Gattung's confidence, you might imagine, has taken a bit of a knock lately. In late 2002 the CEO was described as "embattled". And in mid-January Herald columnist Brian Gaynor gave her the sort of report card she would never have carried home from school. He wrote: "Her position is under serious threat unless the company's performance improves substantially." He gave her a mark of five out for 15 for performance.

"It's horrible. I mean that was the end of my holiday ... " But telcos worldwide are having a bad time, she says. Her determined chin goes up: "And Telecom was the second-best-performing telco in the world last year. As reported in the Herald."

When you're a grown-up, you get to decide which marks matter.

The day Gaynor's column appeared "I still went on to have a wonderful day". She went gliding for the first time with her partner.

She's not scared of much. She had a bad fall from a horse five years ago. She got back on - "but not that horse."

What does frighten her? "You know, sometimes just being me takes quite a lot of courage."

When she was 20 "I think a lot of people were scared of me - but I never realised it".

THE difference between the tough CEO and the private Theresa Gattung is not great, she says. Except for this: "Sometimes I am conscious that the CEO should not talk as fast." Now I think she was talking to me as CEO - although she has certainly offered much more about her personal life and her early life than most CEOs - and I can't imagine how she could talk any faster. On the tape she sounds as if she has been recorded with the fast speed button on.

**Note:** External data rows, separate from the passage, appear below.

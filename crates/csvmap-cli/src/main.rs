//! csvmap CLI.

use std::io::{self, IsTerminal};

use clap::Parser;
use colorchoice::ColorChoice;
use csvmap_cli::logging::{LogConfig, LogFormat, init_logging};
use tracing::level_filters::LevelFilter;

mod cli;
mod commands;
mod summary;

use crate::cli::{Cli, Command, LogFormatArg, LogLevelArg};
use crate::commands::{run_fields, run_headers, run_preview, run_submit};

fn main() {
    let cli = Cli::parse();
    cli.color.write_global();
    let log_config = log_config_from_cli(&cli);
    if let Err(error) = init_logging(&log_config) {
        eprintln!("error: failed to initialize logging: {error}");
        std::process::exit(1);
    }
    let result = match &cli.command {
        Command::Headers(args) => run_headers(args),
        Command::Fields => run_fields(),
        Command::Preview(args) => run_preview(args),
        Command::Submit(args) => run_submit(args).map(|_| ()),
    };
    let exit_code = match result {
        Ok(()) => 0,
        Err(error) => {
            eprintln!("error: {error:#}");
            1
        }
    };
    std::process::exit(exit_code);
}

/// Build logging configuration from CLI flags with consistent precedence.
fn log_config_from_cli(cli: &Cli) -> LogConfig {
    let mut config = LogConfig {
        level_filter: cli.verbosity.tracing_level_filter(),
        ..LogConfig::default()
    };
    config.use_env_filter = !(cli.verbosity.is_present() || cli.log_level.is_some());
    if let Some(level) = cli.log_level {
        config.level_filter = match level {
            LogLevelArg::Error => LevelFilter::ERROR,
            LogLevelArg::Warn => LevelFilter::WARN,
            LogLevelArg::Info => LevelFilter::INFO,
            LogLevelArg::Debug => LevelFilter::DEBUG,
            LogLevelArg::Trace => LevelFilter::TRACE,
        };
    }
    config.format = match cli.log_format {
        LogFormatArg::Pretty => LogFormat::Pretty,
        LogFormatArg::Compact => LogFormat::Compact,
        LogFormatArg::Json => LogFormat::Json,
    };
    config.log_file = cli.log_file.clone();
    config.log_data = cli.log_data;
    config.with_ansi = match cli.color.color {
        ColorChoice::Always | ColorChoice::AlwaysAnsi => true,
        ColorChoice::Never => false,
        ColorChoice::Auto => cli.log_file.is_none() && io::stderr().is_terminal(),
    };
    config
}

That's the way she lives. She has always been impatient (she thinks she's got a bit better since she turned 40). She has always wanted it all, as fast as possible.

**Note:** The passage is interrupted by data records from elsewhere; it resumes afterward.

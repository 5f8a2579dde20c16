use std::cell::Cell;

use csvmap_cli::session::{ColumnMapper, MappingEdit};
use csvmap_map::{MappingError, MappingState};
use csvmap_model::{FieldKey, UploadPayload};
use csvmap_submit::{Result, SubmitError, SubmitSettings, Transport, TransportResponse, Url};
use tracing_test::traced_test;

/// Counts posts and answers 200, or fails like an unreachable backend.
#[derive(Default)]
struct CountingTransport {
    posts: Cell<usize>,
    offline: bool,
}

impl Transport for CountingTransport {
    fn post_json(&self, _url: &Url, _payload: &UploadPayload) -> Result<TransportResponse> {
        self.posts.set(self.posts.get() + 1);
        if self.offline {
            return Err(SubmitError::Network("connection refused".to_string()));
        }
        Ok(TransportResponse {
            status: 200,
            body: "{}".to_string(),
        })
    }
}

fn loaded(text: &str) -> ColumnMapper {
    let mut mapper = ColumnMapper::new();
    mapper.load_csv_text(text).expect("load csv");
    mapper
}

#[test]
#[traced_test]
fn failed_load_keeps_the_previous_table() {
    let mut mapper = loaded("Name,Mail\nAnn,a@x.com\n");
    assert!(mapper.load_csv_text("").is_err());
    assert_eq!(mapper.table().headers, vec!["Name", "Mail"]);
    assert_eq!(mapper.table().row_count(), 1);
    assert!(logs_contain("CSV data is not formatted as expected"));
}

#[test]
fn reparse_keeps_the_mapping() {
    let mut mapper = loaded("Name,Mail\nAnn,a@x.com\n");
    mapper
        .apply(&MappingEdit::Select {
            field: FieldKey::Email,
            header: "Mail".to_string(),
        })
        .unwrap();

    mapper.load_csv_text("Mail,Name\nb@y.com,Bob\n").unwrap();
    assert_eq!(mapper.mapping().selection(FieldKey::Email), Some("Mail"));
    let records = mapper.records();
    assert_eq!(records[0].get("Email").map(String::as_str), Some("b@y.com"));

    mapper.load_csv_text("Other\nz\n").unwrap();
    assert_eq!(mapper.mapping().selection(FieldKey::Email), Some("Mail"));
    assert_eq!(mapper.summary().stale_selections.len(), 1);
    assert_eq!(mapper.records()[0].get("Email").map(String::as_str), Some(""));
}

#[test]
#[traced_test]
fn submit_without_selection_never_reaches_the_transport() {
    let mapper = loaded("Name\nAnn\n");
    let transport = CountingTransport::default();

    let err = mapper
        .submit(&transport, &SubmitSettings::default())
        .unwrap_err();

    assert!(matches!(err, SubmitError::NoSelection));
    assert_eq!(transport.posts.get(), 0);
    assert!(matches!(mapper.payload(), Err(SubmitError::NoSelection)));
    assert!(logs_contain("No columns selected"));
}

#[test]
#[traced_test]
fn transport_failure_is_logged_and_returned() {
    let mut mapper = loaded("Name\nAnn\n");
    mapper
        .apply(&MappingEdit::Select {
            field: FieldKey::FirstName,
            header: "Name".to_string(),
        })
        .unwrap();
    let transport = CountingTransport {
        offline: true,
        ..CountingTransport::default()
    };

    let err = mapper
        .submit(&transport, &SubmitSettings::default())
        .unwrap_err();

    assert!(matches!(err, SubmitError::Network(_)));
    assert_eq!(transport.posts.get(), 1);
    assert!(logs_contain("Error uploading data"));
    assert!(logs_contain("connection refused"));
}

#[test]
#[traced_test]
fn stale_selection_is_warned_once() {
    let mut mapper = loaded("Mail\na@x.com\n").with_mapping(
        MappingState::new().select_header_for(FieldKey::Email, "Mail"),
    );
    mapper.load_csv_text("Other\nz\n").unwrap();
    mapper.load_csv_text("Other,More\nz,y\n").unwrap();
    mapper.warn_stale_selections();

    logs_assert(|lines: &[&str]| {
        let warnings = lines
            .iter()
            .filter(|line| line.contains("selected header not found in loaded file"))
            .count();
        match warnings {
            1 => Ok(()),
            n => Err(format!("expected one stale warning, got {n}")),
        }
    });
}

#[test]
fn submit_posts_once_per_call() {
    let mut mapper = loaded("Name\nAnn\nBob\n");
    mapper
        .apply(&MappingEdit::Select {
            field: FieldKey::FirstName,
            header: "Name".to_string(),
        })
        .unwrap();
    let transport = CountingTransport::default();

    let receipt = mapper
        .submit(&transport, &SubmitSettings::default())
        .unwrap();
    mapper
        .submit(&transport, &SubmitSettings::default())
        .unwrap();

    assert_eq!(receipt.records, 2);
    assert_eq!(transport.posts.get(), 2);
}

#[test]
fn rejected_edit_leaves_mapping_unchanged() {
    let mut mapper = loaded("Name,Comment\nAnn,hi\n");
    mapper
        .apply(&MappingEdit::AddCustom {
            name: "Notes".to_string(),
            source: "Comment".to_string(),
        })
        .unwrap();
    let before = mapper.mapping().clone();

    let err = mapper
        .apply(&MappingEdit::RenameCustom {
            index: 3,
            name: "Other".to_string(),
        })
        .unwrap_err();

    assert!(matches!(
        err,
        MappingError::CustomFieldOutOfRange { index: 3, len: 1 }
    ));
    assert_eq!(mapper.mapping(), &before);
}

#[test]
fn custom_field_lifecycle() {
    let mut mapper = loaded("Name,Comment,Phone\nAnn,hi,555\n");
    let edits = [
        MappingEdit::AddCustom {
            name: "Notes".to_string(),
            source: "Comment".to_string(),
        },
        MappingEdit::AddCustom {
            name: "Tel".to_string(),
            source: "Phone".to_string(),
        },
        MappingEdit::RenameCustom {
            index: 0,
            name: "Remarks".to_string(),
        },
        MappingEdit::RetargetCustom {
            index: 1,
            source: "Name".to_string(),
        },
    ];
    mapper.apply_all(&edits).unwrap();
    assert_eq!(mapper.mapping().custom_field_names(), vec!["Remarks", "Tel"]);

    let record = &mapper.records()[0];
    assert_eq!(record.get("Remarks").map(String::as_str), Some("hi"));
    assert_eq!(record.get("Tel").map(String::as_str), Some("Ann"));

    mapper.apply(&MappingEdit::RemoveCustom { index: 0 }).unwrap();
    assert_eq!(mapper.mapping().custom_field_names(), vec!["Tel"]);
    assert!(!mapper.records()[0].contains_key("Remarks"));
}

#[test]
fn empty_header_clears_a_selection() {
    let mut mapper = loaded("Name\nAnn\n").with_mapping(
        MappingState::new().select_header_for(FieldKey::FirstName, "Name"),
    );
    mapper
        .apply(&MappingEdit::Select {
            field: FieldKey::FirstName,
            header: String::new(),
        })
        .unwrap();
    assert!(!mapper.mapping().has_selection());
}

When she was in her 20s she was working fulltime and studying fulltime for her law degree - and she got very sick. She had chronic back pain and chronic toothache. She was in pain for a year. Her toothache was undiagnosed even after having several teeth pulled and root-canal work done. Finally, she saw the head of dental surgery at Wellington Hospital. "He tried to tell me it was triggered by stress."

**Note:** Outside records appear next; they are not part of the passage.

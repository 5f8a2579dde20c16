//! Header/row split of an uploaded CSV.

use std::path::Path;

use csv::ReaderBuilder;
use tracing::{debug, warn};

use csvmap_model::RawTable;

use crate::error::{IngestError, Result};

const UTF8_BOM: char = '\u{feff}';

/// Parse raw CSV text into a header row and data rows.
///
/// The first record becomes the header row, every later record a data row.
/// Quoting and escaping follow RFC 4180 as implemented by the `csv` crate.
/// Rows keep their own width; nothing is padded or truncated.
pub fn parse_csv_text(text: &str) -> Result<RawTable> {
    let text = text.strip_prefix(UTF8_BOM).unwrap_or(text);
    let mut reader = ReaderBuilder::new()
        .has_headers(false)
        .flexible(true)
        .from_reader(text.as_bytes());

    let mut records = Vec::new();
    for record in reader.records() {
        let record = record?;
        records.push(record.iter().map(str::to_string).collect::<Vec<_>>());
    }

    let mut records = records.into_iter();
    let Some(headers) = records.next() else {
        return Err(IngestError::EmptyCsv);
    };
    let rows: Vec<Vec<String>> = records.collect();
    debug!(
        columns = headers.len(),
        rows = rows.len(),
        "parsed csv text"
    );
    Ok(RawTable::new(headers, rows))
}

/// Read a `.csv` file from disk and parse it.
pub fn read_csv_file(path: &Path) -> Result<RawTable> {
    let text = read_csv_text(path)?;
    parse_csv_text(&text)
}

/// Read the file behind the upload boundary as text.
///
/// Only `.csv` files are accepted. UTF-16 input is rejected; other invalid
/// UTF-8 sequences are replaced with U+FFFD.
pub fn read_csv_text(path: &Path) -> Result<String> {
    if !has_csv_extension(path) {
        return Err(IngestError::NotCsv {
            path: path.to_path_buf(),
        });
    }
    let bytes = std::fs::read(path).map_err(|e| {
        if e.kind() == std::io::ErrorKind::NotFound {
            IngestError::FileNotFound {
                path: path.to_path_buf(),
            }
        } else {
            IngestError::FileRead {
                path: path.to_path_buf(),
                source: e,
            }
        }
    })?;
    validate_encoding(path, &bytes)?;
    match String::from_utf8(bytes) {
        Ok(text) => Ok(text),
        Err(err) => {
            warn!(path = %path.display(), "file is not valid UTF-8, replacing invalid bytes");
            Ok(String::from_utf8_lossy(err.as_bytes()).into_owned())
        }
    }
}

/// Case-insensitive `.csv` extension check.
pub fn has_csv_extension(path: &Path) -> bool {
    path.extension()
        .and_then(|ext| ext.to_str())
        .is_some_and(|ext| ext.eq_ignore_ascii_case("csv"))
}

fn validate_encoding(path: &Path, bytes: &[u8]) -> Result<()> {
    if bytes.starts_with(&[0xFF, 0xFE]) {
        return Err(IngestError::UnsupportedEncoding {
            path: path.to_path_buf(),
            encoding: "UTF-16 LE",
        });
    }
    if bytes.starts_with(&[0xFE, 0xFF]) {
        return Err(IngestError::UnsupportedEncoding {
            path: path.to_path_buf(),
            encoding: "UTF-16 BE",
        });
    }
    Ok(())
}

#[cfg(test)]
mod tests {
    use super::*;

    #[test]
    fn splits_header_from_rows() {
        let table = parse_csv_text("Name,Mail\nAnn,a@x.com\nBob,b@x.com\n").unwrap();
        assert_eq!(table.headers, vec!["Name", "Mail"]);
        assert_eq!(table.rows, vec![vec!["Ann", "a@x.com"], vec!["Bob", "b@x.com"]]);
    }

    #[test]
    fn keeps_quoted_commas_and_escaped_quotes() {
        let table = parse_csv_text("Company,Note\n\"Acme, Inc\",\"said \"\"hi\"\"\"\n").unwrap();
        assert_eq!(table.rows[0], vec!["Acme, Inc", "said \"hi\""]);
    }

    #[test]
    fn ragged_rows_are_kept_as_is() {
        let table = parse_csv_text("A,B,C\n1\n1,2,3,4\n").unwrap();
        assert_eq!(table.rows[0], vec!["1"]);
        assert_eq!(table.rows[1].len(), 4);
    }

    #[test]
    fn strips_utf8_bom_from_first_header() {
        let table = parse_csv_text("\u{feff}Name,Mail\n").unwrap();
        assert_eq!(table.headers, vec!["Name", "Mail"]);
        assert!(table.rows.is_empty());
    }

    #[test]
    fn empty_text_is_rejected() {
        assert!(matches!(parse_csv_text(""), Err(IngestError::EmptyCsv)));
        assert!(matches!(parse_csv_text("\u{feff}"), Err(IngestError::EmptyCsv)));
    }

    #[test]
    fn extension_check_ignores_case() {
        assert!(has_csv_extension(Path::new("leads.CSV")));
        assert!(has_csv_extension(Path::new("dir/leads.csv")));
        assert!(!has_csv_extension(Path::new("leads.txt")));
        assert!(!has_csv_extension(Path::new("csv")));
    }
}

Most people would have been relieved to at last have a diagnosis. Gattung "didn't want to believe him. Because I was determined that I was going to forge this marvellous career and I was going to finish my law degree and I was going to finish it all in record time."

She did. Of course, she did. But not without making some changes to her life. She swims every day, whether she's in Auckland, Wellington or Sydney. She gets a weekly massage. She rides her horse, called Pride - "which comes before a fall. I didn't name it." For fun she buys clothes and art and racehorses.

SHE thinks she's now got shares - "a nose of one, the tail of another" - in five nags. Bramble Rose, raced by a syndicate which includes Gattung, Paul Holmes and Mark Todd, won the New Zealand Oaks in January. The same day, another horse she part-owned had to be put down after a race. Owning racehorses is, she says "a metaphor for life. It's a marathon, not a sprint, and you never know what's going to happen [or] when."

She won't tell me how many more horse's noses she invested in at the recent Karaka sales. She earns, including her stock options, $1.6 million a year. She squirrels a lot away. The shelf on which the working life of a CEO perches is precarious.

Ambitious people are partly born, partly made, she believes. She is the eldest girl of four - like Helen Clark, she points out. Her working-class English parents came to New Zealand to give their then unborn children a better life. Her father, Rotorua's town planner, invested in property. Her mother made souvenirs which Gattung sold around hotels from the age of 15. Her parents retired to Ohope when her father was 48.

It is tempting to suppose that they were able to do so from the proceeds of the souvenirs a young Theresa Gattung talked the tourists into buying.